The whole of the Marengo campaign kept Bonaparte out of Paris for only fifty-seven days. It would give him nearly five years of peace, the longest in his career, which he could spend in Paris, devoting himself to restoring and reforming the social fabric of France. There was much to be done, mountains and pyramids to be moved. Inflation was rampant: shoes worth five livres in 1790 cost 200 in 1795, and 2,000 in 1797. The country—once more—was bankrupt, but imbued with the singular urge to reinvent herself.

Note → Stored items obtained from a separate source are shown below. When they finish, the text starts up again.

//! Perceptually uniform OKLCH color ramps for design-system color families.
//!
//! Each family is planned onto a shared lightness sequence, optimized with a
//! per-family strategy and validated for perceptual fidelity, accessibility
//! potential, smoothness and cross-family brand separation.
//!
//! ```no_run
//! use rampforge::config::RampConfig;
//! use rampforge::family::FamilyInput;
//! use rampforge::pipeline::Pipeline;
//!
//! let pipeline = Pipeline::new(RampConfig::default())?;
//! let report = pipeline.run(&[FamilyInput::new(
//!     "Ocean",
//!     [(300, "#7fb2e5"), (500, "#2f6fb0"), (700, "#1b3f66")],
//! )]);
//! println!("{}", report.summary.max_delta_e);
//! # Ok::<(), rampforge::error::RampError>(())
//! ```

pub mod anchor;
pub mod characteristics;
pub mod cli;
pub mod color;
pub mod config;
pub mod curves;
pub mod error;
pub mod family;
pub mod identity;
pub mod logging;
pub mod neutral;
pub mod pipeline;
pub mod report;
pub mod steps;
pub mod strategy;
pub mod validation;
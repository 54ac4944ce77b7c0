//! Error types for the declaration explainer
//!
//! Every error is fatal: it ends the translation and the driver exits with a
//! failure status. Output already written stays written.

use std::io;
use thiserror::Error;

/// Errors raised while explaining a declaration
#[derive(Debug, Error)]
pub enum ExplainError {
    /// More tokens preceded the identifier than the stack can hold
    #[error("too many tokens (at most {capacity} may precede the identifier)")]
    TooManyTokens { capacity: usize },

    /// Input ended while the machine still needed tokens
    #[error("unexpected end of input, expected {expected}")]
    UnexpectedEndOfInput { expected: &'static str },

    /// Reading the declaration or writing the explanation failed
    #[error("I/O error: {0}")]
    Io(#[from] io::Error),
}

#[cfg(test)]
mod tests {
    use super::*;

    #[test]
    fn test_messages() {
        let err = ExplainError::TooManyTokens { capacity: 40 };
        assert_eq!(
            err.to_string(),
            "too many tokens (at most 40 may precede the identifier)"
        );

        let err = ExplainError::UnexpectedEndOfInput {
            expected: "an identifier",
        };
        assert_eq!(
            err.to_string(),
            "unexpected end of input, expected an identifier"
        );
    }

    #[test]
    fn test_io_conversion() {
        let err: ExplainError = io::Error::new(io::ErrorKind::BrokenPipe, "closed").into();
        assert!(matches!(err, ExplainError::Io(_)));
    }
}
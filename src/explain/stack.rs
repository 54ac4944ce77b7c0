//! Bounded token stack
//!
//! Holds the tokens seen before the identifier, in source order, so the state
//! machine can replay them nearest-first. Capacity is fixed; pushing past it
//! is the fatal [`ExplainError::TooManyTokens`].

use super::constants::MAX_TOKENS;
use super::errors::ExplainError;
use crate::parser::token::Token;
use log::trace;

/// The deferred-token stack
#[derive(Debug, Clone)]
pub struct TokenStack {
    tokens: Vec<Token>,
    capacity: usize,
}

impl TokenStack {
    pub fn new() -> Self {
        Self::with_capacity(MAX_TOKENS)
    }

    pub fn with_capacity(capacity: usize) -> Self {
        TokenStack {
            tokens: Vec::with_capacity(capacity),
            capacity,
        }
    }

    /// Push a token, failing when the stack is full
    pub fn push(&mut self, token: Token) -> Result<(), ExplainError> {
        if self.tokens.len() >= self.capacity {
            return Err(ExplainError::TooManyTokens {
                capacity: self.capacity,
            });
        }
        trace!("push {} (depth {})", token, self.tokens.len() + 1);
        self.tokens.push(token);
        Ok(())
    }

    /// Pop the top token
    pub fn pop(&mut self) -> Option<Token> {
        let token = self.tokens.pop();
        if let Some(t) = &token {
            trace!("pop {} (depth {})", t, self.tokens.len());
        }
        token
    }

    /// The top token, if any
    pub fn peek(&self) -> Option<&Token> {
        self.tokens.last()
    }

    pub fn depth(&self) -> usize {
        self.tokens.len()
    }

    pub fn is_empty(&self) -> bool {
        self.tokens.is_empty()
    }

    pub fn capacity(&self) -> usize {
        self.capacity
    }
}

impl Default for TokenStack {
    fn default() -> Self {
        Self::new()
    }
}
//! Final type phrase
//!
//! By the time the machine reaches its last state, only qualifiers and the
//! base-type words remain on the stack, in source order. [`unwind`] prints
//! them bottom to top so `const unsigned int` reads the way it was written.

use super::errors::ExplainError;
use super::stack::TokenStack;
use std::io::Write;

/// Drain `stack`, printing the first-pushed token first.
///
/// Recursion depth is bounded by the stack capacity.
pub fn unwind<W: Write>(stack: &mut TokenStack, out: &mut W) -> Result<(), ExplainError> {
    let Some(token) = stack.pop() else {
        return Ok(());
    };

    unwind(stack, out)?;

    match token.kind.phrase() {
        Some(phrase) if token.kind.is_qualifier() => write!(out, "{} ", phrase)?,
        _ => write!(out, "{} ", token.text)?,
    }
    Ok(())
}
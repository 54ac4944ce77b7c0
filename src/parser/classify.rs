//! Keyword classification for word tokens
//!
//! Only two tables exist: the qualifiers and the built-in type words.
//! Everything else, including `struct` tags and array sizes, is an identifier;
//! the state machine tells them apart purely by position.

use super::token::TokenKind;
use rustc_hash::FxHashSet;

/// Built-in type words recognised as [`TokenKind::TypeKeyword`].
pub const TYPE_KEYWORDS: [&str; 12] = [
    "void", "char", "signed", "unsigned", "short", "int", "long", "float", "double", "struct",
    "union", "enum",
];

/// Type words that take a tag name after them
pub const TAG_KEYWORDS: [&str; 3] = ["struct", "union", "enum"];

/// Maps word text to its [`TokenKind`].
#[derive(Debug, Clone)]
pub struct Classifier {
    types: FxHashSet<&'static str>,
}

impl Classifier {
    pub fn new() -> Self {
        Classifier {
            types: TYPE_KEYWORDS.iter().copied().collect(),
        }
    }

    /// Classify a word. Qualifiers are checked before the type table.
    pub fn classify(&self, text: &str) -> TokenKind {
        match text {
            "const" => TokenKind::ReadOnly,
            "volatile" => TokenKind::Volatile,
            _ if self.types.contains(text) => TokenKind::TypeKeyword,
            _ => TokenKind::Identifier,
        }
    }
}

impl Default for Classifier {
    fn default() -> Self {
        Self::new()
    }
}
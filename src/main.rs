// cdecl: explain a C declaration read from standard input

use std::io::{self, Write};

use crossterm::style::Stylize;
use crossterm::tty::IsTty;
use log::debug;

use cdecl_explain::Explainer;

fn main() -> Result<(), Box<dyn std::error::Error>> {
    // Silent unless RUST_LOG asks for more
    env_logger::Builder::from_env(env_logger::Env::default().default_filter_or("warn")).init();

    let stdin = io::stdin();
    let stdout = io::stdout();
    let mut explainer = Explainer::new(stdin.lock(), stdout.lock());

    match explainer.run() {
        Ok(()) => {
            debug!("explanation complete");
            Ok(())
        }
        Err(e) => {
            debug!("translation failed: {:?}", e);
            // Keep whatever was already printed, then report
            let mut out = explainer.into_output();
            let _ = out.flush();
            drop(out);

            let mut stderr = io::stderr();
            if stderr.is_tty() {
                writeln!(stderr, "{} {}", "error:".red().bold(), e)?;
            } else {
                writeln!(stderr, "error: {}", e)?;
            }
            std::process::exit(1);
        }
    }
}
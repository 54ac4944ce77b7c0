//! Token model shared by the lexer, the token stack and the state machine
//!
//! A [`Token`] pairs a [`TokenKind`] with the literal text it was read from.
//! Word tokens carry one of the semantic kinds; every other character is kept
//! as [`TokenKind::Punct`] and compared by character downstream.

use super::classify::TAG_KEYWORDS;
use crate::explain::constants::{POINTER_PHRASE, READ_ONLY_PHRASE, VOLATILE_PHRASE};
use std::fmt;

/// Kind of a lexed token.
#[derive(Debug, Clone, Copy, PartialEq, Eq)]
pub enum TokenKind {
    /// `const`
    ReadOnly,
    /// `volatile`
    Volatile,
    /// `*`
    PointerMark,
    /// One of the built-in type words (`int`, `struct`, ...)
    TypeKeyword,
    /// Any other word, including tags and array sizes
    Identifier,
    /// A single non-word character such as `[` or `)`
    Punct(char),
    /// The declaration is exhausted (end of line or end of stream)
    End,
}

impl TokenKind {
    /// True for the kinds ProcessPointer consumes: `*`, `const`, `volatile`.
    pub fn is_pointer_or_qualifier(self) -> bool {
        matches!(
            self,
            TokenKind::PointerMark | TokenKind::ReadOnly | TokenKind::Volatile
        )
    }

    /// True for `const` and `volatile`.
    pub fn is_qualifier(self) -> bool {
        matches!(self, TokenKind::ReadOnly | TokenKind::Volatile)
    }

    /// English phrase printed for pointer marks and qualifiers.
    pub fn phrase(self) -> Option<&'static str> {
        match self {
            TokenKind::ReadOnly => Some(READ_ONLY_PHRASE),
            TokenKind::Volatile => Some(VOLATILE_PHRASE),
            TokenKind::PointerMark => Some(POINTER_PHRASE),
            _ => None,
        }
    }
}

/// A lexed token: its kind plus the source text it came from.
#[derive(Debug, Clone, PartialEq, Eq)]
pub struct Token {
    pub kind: TokenKind,
    pub text: String,
}

impl Token {
    pub fn new(kind: TokenKind, text: impl Into<String>) -> Self {
        Token {
            kind,
            text: text.into(),
        }
    }

    /// Single-character punctuation token.
    pub fn punct(ch: char) -> Self {
        Token::new(TokenKind::Punct(ch), ch.to_string())
    }

    /// End-of-declaration marker.
    pub fn end() -> Self {
        Token::new(TokenKind::End, String::new())
    }

    /// Whether this is the punctuation token for `ch`.
    pub fn is_punct(&self, ch: char) -> bool {
        self.kind == TokenKind::Punct(ch)
    }

    pub fn is_end(&self) -> bool {
        self.kind == TokenKind::End
    }

    /// `struct`, `union` and `enum` are followed by a tag name
    pub fn introduces_tag(&self) -> bool {
        self.kind == TokenKind::TypeKeyword && TAG_KEYWORDS.contains(&self.text.as_str())
    }

    /// Array sizes are words that begin with a decimal digit.
    pub fn starts_with_digit(&self) -> bool {
        self.text
            .as_bytes()
            .first()
            .is_some_and(|b| b.is_ascii_digit())
    }
}

impl fmt::Display for Token {
    fn fmt(&self, f: &mut fmt::Formatter<'_>) -> fmt::Result {
        match self.kind {
            TokenKind::ReadOnly => write!(f, "'const'"),
            TokenKind::Volatile => write!(f, "'volatile'"),
            TokenKind::PointerMark => write!(f, "'*'"),
            TokenKind::TypeKeyword => write!(f, "type '{}'", self.text),
            TokenKind::Identifier => write!(f, "identifier '{}'", self.text),
            TokenKind::Punct(ch) => write!(f, "'{}'", ch),
            TokenKind::End => write!(f, "end of input"),
        }
    }
}

#[cfg(test)]
mod tests {
    use super::*;

    #[test]
    fn test_pointer_or_qualifier_kinds() {
        assert!(TokenKind::PointerMark.is_pointer_or_qualifier());
        assert!(TokenKind::ReadOnly.is_pointer_or_qualifier());
        assert!(TokenKind::Volatile.is_pointer_or_qualifier());
        assert!(!TokenKind::TypeKeyword.is_pointer_or_qualifier());
        assert!(!TokenKind::Punct('(').is_pointer_or_qualifier());

        assert!(TokenKind::ReadOnly.is_qualifier());
        assert!(!TokenKind::PointerMark.is_qualifier());
    }

    #[test]
    fn test_phrases() {
        assert_eq!(TokenKind::ReadOnly.phrase(), Some("read-only"));
        assert_eq!(TokenKind::Volatile.phrase(), Some("volatile"));
        assert_eq!(TokenKind::PointerMark.phrase(), Some("pointer to"));
        assert_eq!(TokenKind::Identifier.phrase(), None);
    }

    #[test]
    fn test_digit_detection() {
        assert!(Token::new(TokenKind::Identifier, "10").starts_with_digit());
        assert!(!Token::new(TokenKind::Identifier, "x10").starts_with_digit());
        assert!(!Token::end().starts_with_digit());
    }

    #[test]
    fn test_tag_keywords() {
        assert!(Token::new(TokenKind::TypeKeyword, "struct").introduces_tag());
        assert!(Token::new(TokenKind::TypeKeyword, "enum").introduces_tag());
        assert!(!Token::new(TokenKind::TypeKeyword, "int").introduces_tag());
        assert!(!Token::new(TokenKind::Identifier, "struct").introduces_tag());
    }

    #[test]
    fn test_display() {
        assert_eq!(Token::punct('[').to_string(), "'['");
        assert_eq!(
            Token::new(TokenKind::Identifier, "foo").to_string(),
            "identifier 'foo'"
        );
        assert_eq!(Token::end().to_string(), "end of input");
    }
}
//! Match engine core - pure, deterministic, and testable
//!
//! This crate contains the complete rules engine: board model, match
//! detection, gravity and refill, cascade resolution with bomb chaining, and
//! the move/goal controller. It has **zero dependencies** on UI, networking,
//! or I/O, making it:
//!
//! - **Deterministic**: same level and seed replay identical games
//! - **Testable**: every rule is exercised without timing simulation
//! - **Portable**: runs headless, in a terminal front end, or under a bot
//!
//! # Module Structure
//!
//! - [`board`]: the tile grid, generation, valid-move probing, reshuffle
//! - [`matches`]: run-length match scanning and hypothetical-swap validation
//! - [`gravity`]: column compaction around obstacles, and refill
//! - [`cascade`]: the scan/classify/detonate/damage/remove/refill pass loop
//! - [`game`]: move validation, goal accounting, win/loss, reshuffle policy
//! - [`level`]: static level configuration and its validation
//! - [`progress`]: goal tallies, star ratings, best-result comparison
//! - [`rng`]: seedable LCG random source, threaded explicitly
//! - [`snapshot`]: serializable read surface for collaborators
//!
//! # Game Rules
//!
//! - **Matching**: three or more same-coloured tiles in a row or column
//! - **Bombs**: a four-run spawns a directional bomb perpendicular to the
//!   run; a five-run or a crossing pair of runs spawns a 5x5 area bomb;
//!   blasts chain through other bombs in travel-delay order
//! - **Obstacles**: wood takes two damage steps and credits the wood goal on
//!   destruction; stone is indestructible and immune
//! - **Budget**: each accepted swap or tap costs exactly one move; goals met
//!   is a win, budget exhausted is a loss, and a moveless board reshuffles
//!
//! # Example
//!
//! ```
//! use matchstone_core::{Game, Goal, Level};
//!
//! let level = Level {
//!     rows: 8,
//!     cols: 8,
//!     max_moves: 20,
//!     tile_kinds: 5,
//!     goals: vec![Goal { kind_code: 0, count: 10 }],
//!     star_thresholds: [0, 5, 10],
//!     wooden_tiles: vec![],
//!     stone_tiles: vec![],
//!     accidental_match_chance: 0,
//! };
//!
//! let game = Game::new(level, 12345).unwrap();
//! assert_eq!(game.moves_used(), 0);
//! assert_eq!(game.snapshot().tiles.len(), 64);
//! assert!(game.board().has_valid_moves());
//! ```

pub mod board;
pub mod cascade;
pub mod game;
pub mod gravity;
pub mod level;
pub mod matches;
pub mod progress;
pub mod rng;
pub mod snapshot;

pub use matchstone_types as types;

// Re-export commonly used types for convenience
pub use board::{Board, Tile};
pub use cascade::{resolve, Trigger};
pub use game::{Game, MoveRejection, MoveReport};
pub use gravity::{refill, settle};
pub use level::{CellRef, Goal, Level, LevelError};
pub use matches::{find_matches, is_valid_swap, MatchRun};
pub use progress::{star_rating, GoalProgress, LevelResult};
pub use rng::SimpleRng;
pub use snapshot::{GameSnapshot, GoalView, TileView};
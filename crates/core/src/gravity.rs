//! Gravity and refill - column compaction and replacement tile generation
//!
//! Both operations work per column, independently. `settle` compacts movable
//! tiles into the lowest non-obstacle cells, preserving their relative
//! vertical order; obstacles never move and are never landed on. `refill`
//! tops the column back up with freshly sampled ordinary tiles entering from
//! above the grid.

use arrayvec::ArrayVec;

use matchstone_types::{
    Position, TileFall, TileKind, TileSpawn, GENERATION_RETRY_CAP, MAX_GRID_DIM,
};

use crate::board::{Board, Tile};
use crate::level::Level;
use crate::rng::SimpleRng;

type ColumnBuf = ArrayVec<(Position, Tile), { MAX_GRID_DIM as usize }>;

/// Let every movable tile fall as far as it can
///
/// Per column: lift out the movable tiles bottom-up, then drop them back into
/// the lowest non-obstacle cells, bottom-most tile first. Obstacle cells are
/// skipped, so a tile falls past a stone or wood ledge rather than resting on
/// it. Idempotent: settling a settled board moves nothing.
///
/// Returns one [`TileFall`] per tile whose cell changed.
pub fn settle(board: &mut Board) -> Vec<TileFall> {
    let mut falls = Vec::new();

    for col in 0..board.cols() as i8 {
        let mut movers = ColumnBuf::new();
        for row in (0..board.rows() as i8).rev() {
            let pos = Position::new(row, col);
            if let Some(tile) = board.tile_at(pos) {
                if tile.kind.is_movable() {
                    board.take(pos);
                    movers.push((pos, tile));
                }
            }
        }

        // Only obstacles remain in the column; fill around them bottom-up
        let mut next = 0;
        for row in (0..board.rows() as i8).rev() {
            if next >= movers.len() {
                break;
            }
            let pos = Position::new(row, col);
            if board.tile_at(pos).is_some() {
                continue;
            }
            let (from, tile) = movers[next];
            next += 1;
            board.put(pos, Some(tile));
            if from != pos {
                falls.push(TileFall {
                    id: tile.id,
                    from,
                    to: pos,
                });
            }
        }
    }

    falls
}

/// Top every column back up to full with new ordinary tiles
///
/// Vacant non-obstacle cells are filled deepest-first. Each tile first rolls
/// the level's accidental-match chance: a winning roll takes one unconstrained
/// colour sample, otherwise the colour is resampled up to
/// [`GENERATION_RETRY_CAP`] times while it would complete a run at its
/// destination, accepting the last sample on exhaustion. Entry rows count up
/// above the grid (`-1`, `-2`, ...) per column so presentation can stack the
/// drop-in queue.
pub fn refill(board: &mut Board, level: &Level, rng: &mut SimpleRng) -> Vec<TileSpawn> {
    let mut spawns = Vec::new();

    for col in 0..board.cols() as i8 {
        let mut entry_row: i8 = -1;
        for row in (0..board.rows() as i8).rev() {
            let pos = Position::new(row, col);
            if board.tile_at(pos).is_some() {
                continue;
            }

            let mut colour = rng.next_range(u32::from(level.tile_kinds)) as u8;
            if !rng.chance(level.accidental_match_chance) {
                for _ in 0..GENERATION_RETRY_CAP {
                    if !board.completes_run(pos, colour) {
                        break;
                    }
                    colour = rng.next_range(u32::from(level.tile_kinds)) as u8;
                }
            }

            let kind = TileKind::Ordinary(colour);
            let Some(id) = board.spawn(pos, kind) else {
                continue;
            };
            spawns.push(TileSpawn {
                id,
                kind,
                entry: Position::new(entry_row, col),
                destination: pos,
            });
            entry_row -= 1;
        }
    }

    spawns
}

Returning to France in 1800 after seven years’ self-exile, the writer Chateaubriand had been dismayed by the ravages that he found inflicted by the Revolution, especially in its militant atheism: “the ruinous castles, the belfries empty of bells, the graveyards with never a cross and the headless statues of saints.” At Saint-Denis, the resting place of French monarchs from time immemorial, tombs had been defaced, decapitated or totally destroyed, their royal contents sacrilegiously scattered. In Paris, though it was horribly vandalized, Notre-Dame had escaped by a whisker—scheduled for destruction, its stones had actually been put up for auction. Louis IX’s priceless Sainte-Chapelle, profaned and used as a flour warehouse, and so dilapidated that it bore a sign proclaiming “National property, for sale,” had also survived. But a great many churches had been totally destroyed. In the centre of squares, pedestals stood bereft of their statues; almost the only monument left was that of the sombre Place de la Révolution (renamed Concorde only a few months after Robespierre’s execution there). The façade of the Tuileries, which had once housed Robespierre and the dreaded Committee of Public Safety, was still marked with bullet holes, while the Church of Saint-Roch bore the more recent scars of General Bonaparte’s own “whiff of grapeshot” from 1795. The great houses of the nobility and the bourgeois had been pillaged, with barely a courtyard gate still left on its hinges. Walls had been brought down, and shacks built upon the girdle of market gardens. On both banks of the Seine Paris resembled one immense house-breakers’ yard, combined with a no less enormous junk shop.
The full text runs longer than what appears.